4.  They make you glow. Red, orange, and yellow produce get their coloring from carotenoids, another skin-friendly nutrient. (Green vegetables often have carotenoids, too. You just can’t see the color under the darker green pigmentation.) Carotenoids like alpha-carotene, beta-carotene, lutein, and zeaxanthin help give skin a healthy glow, as shown in a 2015 study that found a correlation between carotenoid intake and rosy skin tone in Caucasian women.[5] Broccoli, carrots, kale, peaches, papayas, spinach, and tomatoes all contain carotenoids.

So, if you want healthy, youthful-looking skin, bypass the wrinkle creams in the skin care aisle of your drug store, and head straight to the produce aisle of your grocery store instead.

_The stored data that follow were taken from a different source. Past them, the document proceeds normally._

#[test]
fn conversion_failures_are_error_results() {
    let host = InMemoryHost::standalone();
    let agent = new_agent(&host);

    let result = agent
        .create_or_update_configuration("pid", &[ConfigValue::new("port", ValueType::Integer, "eighty")])
        .unwrap();
    assert_eq!(result.status, ResultStatus::Error);
    assert!(result
        .message
        .starts_with("One or more configuration properties cannot be converted to the requested type"));

    let result = agent
        .send_event("acme/topic", &[ConfigValue::new("flag", ValueType::Boolean, "maybe")])
        .unwrap();
    assert_eq!(result.status, ResultStatus::Error);
    assert_eq!(result.message, "Event could not be sent successfully");

    let result = agent
        .send_event("acme/topic", &[ConfigValue::new("flag", ValueType::Boolean, "true")])
        .unwrap();
    assert_eq!(result.status, ResultStatus::Success);

    assert!(matches!(
        agent.delete_configuration(" "),
        Err(AgentError::InvalidRequest { .. })
    ));
}

#[test]
fn extension_lookup_tracks_registration() {
    let host = Arc::new(InMemoryHost::new());
    let agent = new_agent(&host);
    let mut context = Map::new();
    context.insert("a".to_string(), Value::from(1));

    let err = agent.execute_extension("unknown", &Map::new()).unwrap_err();
    assert!(matches!(err, AgentError::ExtensionNotFound { .. }));

    let service_id = register_extension(&host, "x", Arc::new(Doubler));
    let output = agent.execute_extension("x", &context).expect("registered");
    assert_eq!(output.get("doubled"), Some(&Value::from(2)));

    let mut wrong = Map::new();
    wrong.insert("a".to_string(), Value::from("one"));
    let err = agent.execute_extension("x", &wrong).unwrap_err();
    assert!(matches!(err, AgentError::ExtensionFailed { .. }));

    assert!(host.unregister_service(service_id));
    let err = agent.execute_extension("x", &context).unwrap_err();
    match err {
        AgentError::ExtensionNotFound { name } => assert_eq!(name, "x"),
        other => panic!("unexpected error: {other:?}"),
    }
}

#[test]
fn extension_lookups_never_miss_during_modification() {
    let host = Arc::new(InMemoryHost::new());
    let agent = new_agent(&host);
    let service_id = register_extension(&host, "x", Arc::new(Doubler));
    let mut context = Map::new();
    context.insert("a".to_string(), Value::from(4));

    std::thread::scope(|scope| {
        scope.spawn(|| {
            for revision in 0..200 {
                let mut properties = BTreeMap::new();
                properties.insert(
                    EXTENSION_NAME_PROPERTY.to_string(),
                    TypedValue::String("x".to_string()),
                );
                properties.insert("revision".to_string(), TypedValue::Integer(revision));
                assert!(host.modify_service(service_id, properties));
            }
        });
        for _ in 0..4 {
            scope.spawn(|| {
                for _ in 0..200 {
                    let output = agent
                        .execute_extension("x", &context)
                        .expect("old or new handler");
                    assert_eq!(output.get("doubled"), Some(&Value::from(8)));
                }
            });
        }
    });

    assert_eq!(agent.extension_names(), vec!["x".to_string()]);
    assert!(host.unregister_service(service_id));
    assert!(agent.extension_names().is_empty());
}

#[tokio::test(flavor = "multi_thread", worker_threads = 4)]
async fn concurrent_redirects_close_the_previous_session_once() {
    let host = Arc::new(InMemoryHost::new());
    let shell = Arc::new(CountingShell::default());
    host.configure(|subsystems| {
        subsystems.command_shell = Some(shell.clone() as Arc<dyn CommandShell>);
    });
    let agent = new_agent(&host);
    assert!(agent.redirect(-1).await.unwrap());

    let (first, second) = {
        let (a, b) = (agent.clone(), agent.clone());
        tokio::join!(
            tokio::spawn(async move { a.redirect(1).await }),
            tokio::spawn(async move { b.redirect(1).await }),
        )
    };
    let switched = [first.unwrap().unwrap(), second.unwrap().unwrap()];
    assert_eq!(switched.iter().filter(|switched| **switched).count(), 1);
    assert_eq!(shell.closed(), 1);

    let (first, second) = {
        let (a, b) = (agent.clone(), agent.clone());
        tokio::join!(
            tokio::spawn(async move { a.redirect(-1).await }),
            tokio::spawn(async move { b.redirect(-1).await }),
        )
    };
    let switched = [first.unwrap().unwrap(), second.unwrap().unwrap()];
    assert_eq!(switched.iter().filter(|switched| **switched).count(), 1);
    assert_eq!(shell.opened(), 2);

    assert!(agent.shutdown().await);
    assert_eq!(shell.closed(), 2);
}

What other steps do you take to keep your skin looking young? Share with us in the comments below!


[1] Katta R, Desai SP. Diet and dermatology. J Clin Aesthet Dermatol. 2014 Jul;7(7):46-51.

[2] Telang PS. Vitamin C in dermatology. Indian Dermatol Online J. 2013 Apr-Jun;4(2):143-6.

[3] Chondrogianni N, et al. Anti-ageing and rejuvenating effects of quercetin. Exp Gerontol. 2010 Oct;45(10):763-71.

[4] Erden Inal M, Kahraman A. The protective effect of flavonol quercetin against ultraviolet induced oxidative stress in rats. Toxicology. 2000 Nov 23;154(1-3):21-9.

[5] Pezdirc K, et al. Fruit, vegetable and dietary carotenoid intakes explain variation in skin-color in young Caucasian women: a cross-sectional study. Nutrients. 2015 Jul 15;7(7):5800-15.